兎の救済 6





 バイト先から部屋に戻るまでの間、ミトについて森山さんに色々語ったのだが。森山さんは相づちをうつだけで、特に質問などはしてこなかった。
(無口な人だ)
 自分のこともあまり語らず、そして俺が普段何をしているのか、どんな風に過ごしているのかも尋ねない。無関心なのか、と思いきや綺麗な顔は俺を見上げては、好奇心を双眸に滲ませていた。
 初対面の時は、俺のことをどんな人間なのか探ろうとしていた。けれど今は俺のことを純粋に知ろうとしている、興味を持っているような眼差しだ。
(そりゃミトを預けている相手だから、気になるだろうけど)
 気になるなら、訊けばいいのに。
 同性ではあるけれど、自分とは真逆の端麗な顔立ちに、どうにも緊張をしてしまう。
 道中会話を上手く続けられずに単発の発言を繰り返して、一人で空回っていた。舌がもつれてしまい、途中で幾度か噛んでしまったのだが。森山さんは笑わなかった。
 しかしいっそ笑い飛ばして貰った方が気が楽だったかも知れない。
 部屋に辿り着いた時には密かに安堵の息を吐いたくらいだ。
「部屋は、綺麗に掃除をしていると思いますが」
 あくまでも自分は居候であり、部屋は森山さんのものだ。
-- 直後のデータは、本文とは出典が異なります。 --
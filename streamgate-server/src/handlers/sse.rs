use std::convert::Infallible;
use std::net::SocketAddr;
use std::sync::Arc;
use std::time::Duration;

use axum::extract::{ConnectInfo, Query, State};
use axum::http::header::{self, HeaderName};
use axum::http::HeaderMap;
use axum::response::sse::{Event, Sse};
use axum::response::IntoResponse;
use chrono::Utc;
use serde::Deserialize;
use serde_json::json;
use tokio::time::{self, MissedTickBehavior};
use tokio_stream::wrappers::ReceiverStream;
use tokio_stream::StreamExt;
use tracing::{info, warn};

use streamgate_shared::models::ActiveConnection;

use crate::app_state::AppState;
use crate::http::{ApiError, AppResult};
use crate::services::stream_hub::{SseFrame, StreamRecord};

/// Cadence of per-stream liveness refreshes in the session directory; must
/// stay well inside the 30 s heartbeat-key TTL.
const LIVENESS_REFRESH_INTERVAL: Duration = Duration::from_secs(10);

#[derive(Debug, Deserialize)]
pub struct SseQuery {
    #[serde(default)]
    session_id: Option<String>,
    #[serde(default)]
    user_id: Option<String>,
}

/// `GET /api/sse?session_id=…&user_id=…` — one long-lived event stream per
/// subscriber. The handler registers the stream locally and in the cluster
/// directory, emits `connected`, and then the reorder pipeline owns the
/// channel until the client goes away.
pub async fn sse_handler(
    State(state): State<Arc<AppState>>,
    Query(query): Query<SseQuery>,
    headers: HeaderMap,
    connect_info: Option<ConnectInfo<SocketAddr>>,
) -> AppResult<impl IntoResponse> {
    let session_id = query
        .session_id
        .filter(|value| !value.is_empty())
        .ok_or_else(|| ApiError::bad_request("missing session_id parameter"))?;
    let user_id = query
        .user_id
        .filter(|value| !value.is_empty())
        .ok_or_else(|| ApiError::bad_request("missing user_id parameter"))?;

    let client_ip = connect_info.map(|ConnectInfo(addr)| addr.to_string());
    let user_agent = headers
        .get(header::USER_AGENT)
        .and_then(|value| value.to_str().ok())
        .map(str::to_string);

    let (record, receiver) = state
        .streams
        .add(&session_id, &user_id, client_ip.clone(), user_agent.clone());

    let registration = ActiveConnection {
        connection_id: record.id.to_string(),
        session_id: session_id.clone(),
        pod_id: state.pod_id.clone(),
        user_id,
        connected_at: record.created_at,
        last_heartbeat: Utc::now(),
        client_ip,
        user_agent,
    };

    // A directory failure leaves the stream usable; direct-subject routing
    // degrades to the broadcast fallback until the next heartbeat lands.
    if let Err(err) = state.directory.register(&registration).await {
        warn!(
            stream_id = %record.id,
            session_id,
            error = %err,
            "failed to register stream in session directory"
        );
    }

    info!(stream_id = %record.id, session_id, "subscriber stream established");

    state.streams.send_to_stream(
        record.id,
        SseFrame::new(
            "connected",
            json!({
                "connection_id": record.id,
                "session_id": session_id,
            }),
        ),
    );

    spawn_stream_keeper(state, record, registration);

    let stream = ReceiverStream::new(receiver).map(frame_to_event);
    Ok((
        [
            (header::CACHE_CONTROL, "no-cache"),
            (header::CONNECTION, "keep-alive"),
            (HeaderName::from_static("x-accel-buffering"), "no"),
        ],
        Sse::new(stream),
    ))
}

fn frame_to_event(frame: SseFrame) -> Result<Event, Infallible> {
    Ok(Event::default()
        .event(frame.event)
        .data(frame.data.to_string()))
}

/// Owns the stream's directory liveness and its teardown: refreshes the
/// heartbeat every ten seconds and deregisters from both the hub and the
/// directory once the subscriber channel closes.
fn spawn_stream_keeper(
    state: Arc<AppState>,
    record: Arc<StreamRecord>,
    registration: ActiveConnection,
) {
    tokio::spawn(async move {
        let mut ticker = time::interval(LIVENESS_REFRESH_INTERVAL);
        ticker.set_missed_tick_behavior(MissedTickBehavior::Delay);

        loop {
            tokio::select! {
                _ = ticker.tick() => {
                    if let Err(err) = state.directory.heartbeat(&registration).await {
                        warn!(
                            stream_id = %record.id,
                            error = %err,
                            "failed to refresh stream liveness"
                        );
                    }
                }
                () = record.closed() => break,
            }
        }

        state.streams.remove(record.id);
        if let Err(err) = state.directory.deregister(&registration).await {
            warn!(
                stream_id = %record.id,
                error = %err,
                "failed to deregister stream from session directory"
            );
        }
        info!(
            stream_id = %record.id,
            session_id = %record.session_id,
            "subscriber stream closed"
        );
    });
}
借り物なのだから極力汚さないように、いつ森山さんが帰ってきても大丈夫なように保ってはいるが。一応保険としてそう一声掛けてドアを開けた。
「ただいま〜。ミト、ご主人様が帰ってきたよ」
 主人は自分ではない。
 そんな寂しさを噛み締めながら部屋に上がる。
 ミトはいつもサークルの中にいるか、切り株ベッドの中で寝ているのだが。そのどちらにも姿が見えない。
「あれ?ミト?」
 どこにいったのか。ケージの中も見渡すけれど、オレンジ色の毛並みはどこにもいない。クッションの影、裏、ベッドも隅々までチェックをする。
「サークルから出たのかな。ミト〜」
 いつもお行儀良くサークルの中で遊んでいてくれるけれど。今日は外に飛び出したのか。サークルは高さがあるので簡単には飛び越えられないはずだが。何かの拍子に出られたのかも知れない。
 家具の裏などに隠れているのかと、慌てて部屋中を探し回ろうとしたのだが。「いるよ」と森山さんに声をかけられた。
「どこにいました?って、何してるんですか!?」
 森山さんはリビングまで入ってくると服を脱ぎ始めた。ミトがいないと大騒ぎになっているのに、この人は何をしているのか。
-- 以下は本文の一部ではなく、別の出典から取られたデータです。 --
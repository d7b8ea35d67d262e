use std::collections::{BTreeSet, HashMap};

use anyhow::{Context, Result};
use async_trait::async_trait;
use chrono::Utc;
use redis::aio::ConnectionManager;
use redis::AsyncCommands;
use tracing::{debug, info};

use streamgate_shared::config::RedisConfig;
use streamgate_shared::models::ActiveConnection;

/// TTL on session membership sets and per-instance stream maps; renewed on
/// every heartbeat, so expiry only fires after a crash.
const MEMBERSHIP_TTL_SECS: i64 = 300;
/// TTL on the per-stream liveness key; refreshed every ten seconds.
const HEARTBEAT_TTL_SECS: u64 = 30;
/// TTL on cached per-session metadata.
const SESSION_META_TTL_SECS: i64 = 3600;

/// Cluster-wide session directory.
///
/// All values are plain ASCII strings so producer tiers written in other
/// languages can read them.
#[async_trait]
pub trait SessionDirectory: Send + Sync {
    async fn register(&self, conn: &ActiveConnection) -> Result<()>;
    async fn deregister(&self, conn: &ActiveConnection) -> Result<()>;
    async fn heartbeat(&self, conn: &ActiveConnection) -> Result<()>;
    /// Instance ids currently streaming the session.
    async fn active_instances(&self, session_id: &str) -> Result<Vec<String>>;
    /// stream id -> session id map for one instance.
    async fn streams_of(&self, pod_id: &str) -> Result<HashMap<String, String>>;
    async fn cache_session_meta(
        &self,
        session_id: &str,
        meta: &HashMap<String, String>,
    ) -> Result<()>;
    async fn session_meta(&self, session_id: &str) -> Result<HashMap<String, String>>;
}

/// Redis-backed directory shared by all edge instances.
pub struct RedisDirectory {
    conn: ConnectionManager,
}

impl RedisDirectory {
    pub async fn connect(config: &RedisConfig) -> Result<Self> {
        let url = config.url();
        let client = redis::Client::open(url.as_str())
            .with_context(|| format!("invalid Redis URL for {}:{}", config.host, config.port))?;
        let mut conn = ConnectionManager::new(client)
            .await
            .with_context(|| format!("failed to connect to Redis at {}:{}", config.host, config.port))?;

        let _: String = redis::cmd("PING")
            .query_async(&mut conn)
            .await
            .context("Redis ping failed")?;

        info!(host = %config.host, port = config.port, "connected to Redis");
        Ok(Self { conn })
    }
}

fn session_key(session_id: &str) -> String {
    format!("session:connections:{session_id}")
}

fn pod_key(pod_id: &str) -> String {
    format!("pod:connections:{pod_id}")
}

fn heartbeat_key(pod_id: &str, connection_id: &str) -> String {
    format!("heartbeat:{pod_id}:{connection_id}")
}

fn meta_key(session_id: &str) -> String {
    format!("session:meta:{session_id}")
}

/// Extracts the instance id from a `<instance>:<stream>` membership marker.
///
/// Stream ids are opaque, so the split happens at the last colon; instance
/// ids may themselves contain colons.
fn instance_of(member: &str) -> Option<&str> {
    member
        .rsplit_once(':')
        .map(|(instance, _)| instance)
        .filter(|instance| !instance.is_empty())
}

#[async_trait]
impl SessionDirectory for RedisDirectory {
    async fn register(&self, conn: &ActiveConnection) -> Result<()> {
        let mut redis = self.conn.clone();
        let session_key = session_key(&conn.session_id);
        let pod_key = pod_key(&conn.pod_id);

        let _: () = redis
            .sadd(&session_key, conn.member())
            .await
            .context("failed to register session membership")?;
        let _: () = redis
            .expire(&session_key, MEMBERSHIP_TTL_SECS)
            .await
            .context("failed to set session membership TTL")?;

        let _: () = redis
            .hset(&pod_key, &conn.connection_id, &conn.session_id)
            .await
            .context("failed to register stream in pod map")?;
        let _: () = redis
            .expire(&pod_key, MEMBERSHIP_TTL_SECS)
            .await
            .context("failed to set pod map TTL")?;

        let _: () = redis
            .set_ex(
                heartbeat_key(&conn.pod_id, &conn.connection_id),
                Utc::now().timestamp().to_string(),
                HEARTBEAT_TTL_SECS,
            )
            .await
            .context("failed to set stream heartbeat")?;

        debug!(
            stream_id = %conn.connection_id,
            session_id = %conn.session_id,
            "registered stream in session directory"
        );
        Ok(())
    }

    async fn deregister(&self, conn: &ActiveConnection) -> Result<()> {
        let mut redis = self.conn.clone();

        let _: () = redis
            .srem(session_key(&conn.session_id), conn.member())
            .await
            .context("failed to remove session membership")?;
        let _: () = redis
            .hdel(pod_key(&conn.pod_id), &conn.connection_id)
            .await
            .context("failed to remove stream from pod map")?;
        let _: () = redis
            .del(heartbeat_key(&conn.pod_id, &conn.connection_id))
            .await
            .context("failed to delete stream heartbeat")?;

        debug!(
            stream_id = %conn.connection_id,
            session_id = %conn.session_id,
            "deregistered stream from session directory"
        );
        Ok(())
    }

    async fn heartbeat(&self, conn: &ActiveConnection) -> Result<()> {
        let mut redis = self.conn.clone();

        let _: () = redis
            .set_ex(
                heartbeat_key(&conn.pod_id, &conn.connection_id),
                Utc::now().timestamp().to_string(),
                HEARTBEAT_TTL_SECS,
            )
            .await
            .context("failed to refresh stream heartbeat")?;
        let _: () = redis
            .expire(session_key(&conn.session_id), MEMBERSHIP_TTL_SECS)
            .await
            .context("failed to renew session membership TTL")?;
        let _: () = redis
            .expire(pod_key(&conn.pod_id), MEMBERSHIP_TTL_SECS)
            .await
            .context("failed to renew pod map TTL")?;

        Ok(())
    }

    async fn active_instances(&self, session_id: &str) -> Result<Vec<String>> {
        let mut redis = self.conn.clone();
        let members: Vec<String> = redis
            .smembers(session_key(session_id))
            .await
            .context("failed to read session membership")?;

        let instances: BTreeSet<String> = members
            .iter()
            .filter_map(|member| instance_of(member))
            .map(str::to_string)
            .collect();

        Ok(instances.into_iter().collect())
    }

    async fn streams_of(&self, pod_id: &str) -> Result<HashMap<String, String>> {
        let mut redis = self.conn.clone();
        let streams: HashMap<String, String> = redis
            .hgetall(pod_key(pod_id))
            .await
            .context("failed to read pod stream map")?;
        Ok(streams)
    }

    async fn cache_session_meta(
        &self,
        session_id: &str,
        meta: &HashMap<String, String>,
    ) -> Result<()> {
        if meta.is_empty() {
            return Ok(());
        }

        let mut redis = self.conn.clone();
        let key = meta_key(session_id);
        let fields: Vec<(&str, &str)> = meta
            .iter()
            .map(|(field, value)| (field.as_str(), value.as_str()))
            .collect();

        let _: () = redis
            .hset_multiple(&key, &fields)
            .await
            .context("failed to cache session metadata")?;
        let _: () = redis
            .expire(&key, SESSION_META_TTL_SECS)
            .await
            .context("failed to set session metadata TTL")?;
        Ok(())
    }

    async fn session_meta(&self, session_id: &str) -> Result<HashMap<String, String>> {
        let mut redis = self.conn.clone();
        let meta: HashMap<String, String> = redis
            .hgetall(meta_key(session_id))
            .await
            .context("failed to read session metadata")?;
        Ok(meta)
    }
}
 唖然としていると、森山さんは上半身の服を全部脱ぎながらベッドに歩いて行く。突然何を始めたのか、呆気にとられている俺の前で森山さんはベッドのシーツを剥ぎ取った。
「あのっ、森山さん!?ミトがいないんですが!」
 何をしようとしているのか分からないけれど、それどころではないだろう。貴方の大切なウサギが行方不明になっているのに、何故服を脱ぐのか。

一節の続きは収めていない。